**What the exercise asks:** Could you copy all of the records below exactly as they appear?
----------
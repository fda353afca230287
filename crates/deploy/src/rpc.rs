//! JSON-RPC plumbing shared by the chain client adapter.

use std::time::Duration;

use alloy_core::primitives::{Address, B256, Bytes, U64, U256};
use anyhow::Context;
use serde::{Deserialize, Serialize, de::DeserializeOwned};
use serde_json::Value;
use url::Url;

/// Default timeout for RPC requests.
const DEFAULT_TIMEOUT: Duration = Duration::from_secs(10);

/// Create an HTTP client configured for JSON-RPC requests.
pub fn create_client() -> Result<reqwest::Client, anyhow::Error> {
    reqwest::Client::builder()
        .timeout(DEFAULT_TIMEOUT)
        .build()
        .context("Failed to create HTTP client")
}

/// Make a JSON-RPC call and deserialize the result.
///
/// Node-side errors are surfaced with their message and, when present, the
/// revert data.
pub async fn json_rpc_call<T: DeserializeOwned>(
    client: &reqwest::Client,
    url: &Url,
    method: &str,
    params: Vec<Value>,
) -> Result<T, anyhow::Error> {
    let response = client
        .post(url.clone())
        .json(&serde_json::json!({
            "jsonrpc": "2.0",
            "method": method,
            "params": params,
            "id": 1
        }))
        .send()
        .await
        .with_context(|| format!("Failed to send {method} request"))?;

    let result: Value = response
        .json()
        .await
        .with_context(|| format!("Failed to parse {method} response"))?;

    if let Some(error) = result.get("error") {
        let message = error
            .get("message")
            .and_then(|m| m.as_str())
            .unwrap_or("unknown");
        match error.get("data").and_then(|d| d.as_str()) {
            Some(data) => anyhow::bail!("RPC error: {message} (data: {data})"),
            None => anyhow::bail!("RPC error: {message}"),
        }
    }

    let result_value = result
        .get("result")
        .with_context(|| format!("No result in {method} response"))?
        .clone();

    serde_json::from_value(result_value)
        .with_context(|| format!("Failed to deserialize {method} result"))
}

/// `eth_sendTransaction` request object.
#[derive(Debug, Clone, Serialize)]
#[serde(rename_all = "camelCase")]
pub struct TransactionObject {
    pub from: Address,
    #[serde(skip_serializing_if = "Option::is_none")]
    pub to: Option<Address>,
    pub data: Bytes,
    #[serde(skip_serializing_if = "U256::is_zero")]
    pub value: U256,
    #[serde(skip_serializing_if = "Option::is_none")]
    pub gas: Option<U64>,
    #[serde(skip_serializing_if = "Option::is_none")]
    pub gas_price: Option<U256>,
}

/// The subset of `eth_getTransactionReceipt` the engine reads.
#[derive(Debug, Clone, Deserialize)]
#[serde(rename_all = "camelCase")]
pub struct ReceiptObject {
    pub transaction_hash: B256,
    pub block_number: Option<U64>,
    /// Absent on pre-Byzantium receipts, which are treated as successful.
    #[serde(default)]
    pub status: Option<U64>,
    #[serde(default)]
    pub contract_address: Option<Address>,
}

impl ReceiptObject {
    pub fn succeeded(&self) -> bool {
        self.status.is_none_or(|s| !s.is_zero())
    }
}

#[cfg(test)]
mod tests {
    use alloy_core::primitives::address;

    use super::*;

    #[test]
    fn test_receipt_object_parses_hex_quantities() {
        let receipt: ReceiptObject = serde_json::from_value(serde_json::json!({
            "transactionHash": "0x1111111111111111111111111111111111111111111111111111111111111111",
            "blockNumber": "0x1b4",
            "status": "0x1",
            "contractAddress": "0x5fbdb2315678afecb367f032d93f642f64180aa3",
            "gasUsed": "0x5208"
        }))
        .unwrap();

        assert_eq!(receipt.block_number, Some(U64::from(436u64)));
        assert!(receipt.succeeded());
        assert_eq!(
            receipt.contract_address,
            Some(address!("5FbDB2315678afecb367f032d93F642f64180aa3"))
        );
    }

    #[test]
    fn test_receipt_object_reverted() {
        let receipt: ReceiptObject = serde_json::from_value(serde_json::json!({
            "transactionHash": "0x2222222222222222222222222222222222222222222222222222222222222222",
            "blockNumber": "0x10",
            "status": "0x0",
            "contractAddress": null
        }))
        .unwrap();

        assert!(!receipt.succeeded());
        assert_eq!(receipt.contract_address, None);
    }

    #[test]
    fn test_transaction_object_omits_unset_fields() {
        let tx = TransactionObject {
            from: address!("0000000000000000000000000000000000000001"),
            to: None,
            data: Bytes::from_static(&[0x60, 0x80]),
            value: U256::ZERO,
            gas: None,
            gas_price: Some(U256::from(1_000_000_000u64)),
        };

        let json = serde_json::to_value(&tx).unwrap();
        assert!(json.get("to").is_none());
        assert!(json.get("value").is_none());
        assert!(json.get("gas").is_none());
        assert_eq!(json["gasPrice"], "0x3b9aca00");
        assert_eq!(json["data"], "0x6080");
    }
}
----------
**Answer to this task:**
repository fda353afca230287
filename crates/deploy/src/rpc.rs
//! JSON-RPC plumbing shared by the chain client adapter.

use std::time::Duration;

use alloy_core::primitives::{Address, B256, Bytes, U64, U256};
use anyhow::Context;
use serde::{Deserialize, Serialize, de::DeserializeOwned};
use serde_json::Value;
use url::Url;

/// Default timeout for RPC requests.
const DEFAULT_TIMEOUT: Duration = Duration::from_secs(10);

/// Create an HTTP client configured for JSON-RPC requests.
pub fn create_client() -> Result<reqwest::Client, anyhow::Error> {
    reqwest::Client::builder()
        .timeout(DEFAULT_TIMEOUT)
        .build()
        .context("Failed to create HTTP client")
}

/// Make a JSON-RPC call and deserialize the result.
///
/// Node-side errors are surfaced with their message and, when present, the
/// revert data.
pub async fn json_rpc_call<T: DeserializeOwned>(
    client: &reqwest::Client,
    url: &Url,
    method: &str,
    params: Vec<Value>,
) -> Result<T, anyhow::Error> {
    let response = client
        .post(url.clone())
        .json(&serde_json::json!({
            "jsonrpc": "2.0",
            "method": method,
            "params": params,
            "id": 1
        }))
        .send()
        .await
        .with_context(|| format!("Failed to send {method} request"))?;

    let result: Value = response
        .json()
        .await
        .with_context(|| format!("Failed to parse {method} response"))?;

    if let Some(error) = result.get("error") {
        let message = error
            .get("message")
            .and_then(|m| m.as_str())
            .unwrap_or("unknown");
        match error.get("data").and_then(|d| d.as_str()) {
            Some(data) => anyhow::bail!("RPC error: {message} (data: {data})"),
            None => anyhow::bail!("RPC error: {message}"),
        }
    }

    let result_value = result
        .get("result")
        .with_context(|| format!("No result in {method} response"))?
        .clone();

    serde_json::from_value(result_value)
        .with_context(|| format!("Failed to deserialize {method} result"))
}

/// `eth_sendTransaction` request object.
#[derive(Debug, Clone, Serialize)]
#[serde(rename_all = "camelCase")]
pub struct TransactionObject {
    pub from: Address,
    #[serde(skip_serializing_if = "Option::is_none")]
    pub to: Option<Address>,
    pub data: Bytes,
    #[serde(skip_serializing_if = "U256::is_zero")]
    pub value: U256,
    #[serde(skip_serializing_if = "Option::is_none")]
    pub gas: Option<U64>,
    #[serde(skip_serializing_if = "Option::is_none")]
    pub gas_price: Option<U256>,
}

/// The subset of `eth_getTransactionReceipt` the engine reads.
#[derive(Debug, Clone, Deserialize)]
#[serde(rename_all = "camelCase")]
pub struct ReceiptObject {
    pub transaction_hash: B256,
    pub block_number: Option<U64>,
    /// Absent on pre-Byzantium receipts, which are treated as successful.
    #[serde(default)]
    pub status: Option<U64>,
    #[serde(default)]
    pub contract_address: Option<Address>,
}

impl ReceiptObject {
    pub fn succeeded(&self) -> bool {
        self.status.is_none_or(|s| !s.is_zero())
    }
}

#[cfg(test)]
mod tests {
    use alloy_core::primitives::address;

    use super::*;

    #[test]
    fn test_receipt_object_parses_hex_quantities() {
        let receipt: ReceiptObject = serde_json::from_value(serde_json::json!({
            "transactionHash": "0x1111111111111111111111111111111111111111111111111111111111111111",
            "blockNumber": "0x1b4",
            "status": "0x1",
            "contractAddress": "0x5fbdb2315678afecb367f032d93f642f64180aa3",
            "gasUsed": "0x5208"
        }))
        .unwrap();

        assert_eq!(receipt.block_number, Some(U64::from(436u64)));
        assert!(receipt.succeeded());
        assert_eq!(
            receipt.contract_address,
            Some(address!("5FbDB2315678afecb367f032d93F642f64180aa3"))
        );
    }

    #[test]
    fn test_receipt_object_reverted() {
        let receipt: ReceiptObject = serde_json::from_value(serde_json::json!({
            "transactionHash": "0x2222222222222222222222222222222222222222222222222222222222222222",
            "blockNumber": "0x10",
            "status": "0x0",
            "contractAddress": null
        }))
        .unwrap();

        assert!(!receipt.succeeded());
        assert_eq!(receipt.contract_address, None);
    }

    #[test]
    fn test_transaction_object_omits_unset_fields() {
        let tx = TransactionObject {
            from: address!("0000000000000000000000000000000000000001"),
            to: None,
            data: Bytes::from_static(&[0x60, 0x80]),
            value: U256::ZERO,
            gas: None,
            gas_price: Some(U256::from(1_000_000_000u64)),
        };

        let json = serde_json::to_value(&tx).unwrap();
        assert!(json.get("to").is_none());
        assert!(json.get("value").is_none());
        assert!(json.get("gas").is_none());
        assert_eq!(json["gasPrice"], "0x3b9aca00");
        assert_eq!(json["data"], "0x6080");
    }
}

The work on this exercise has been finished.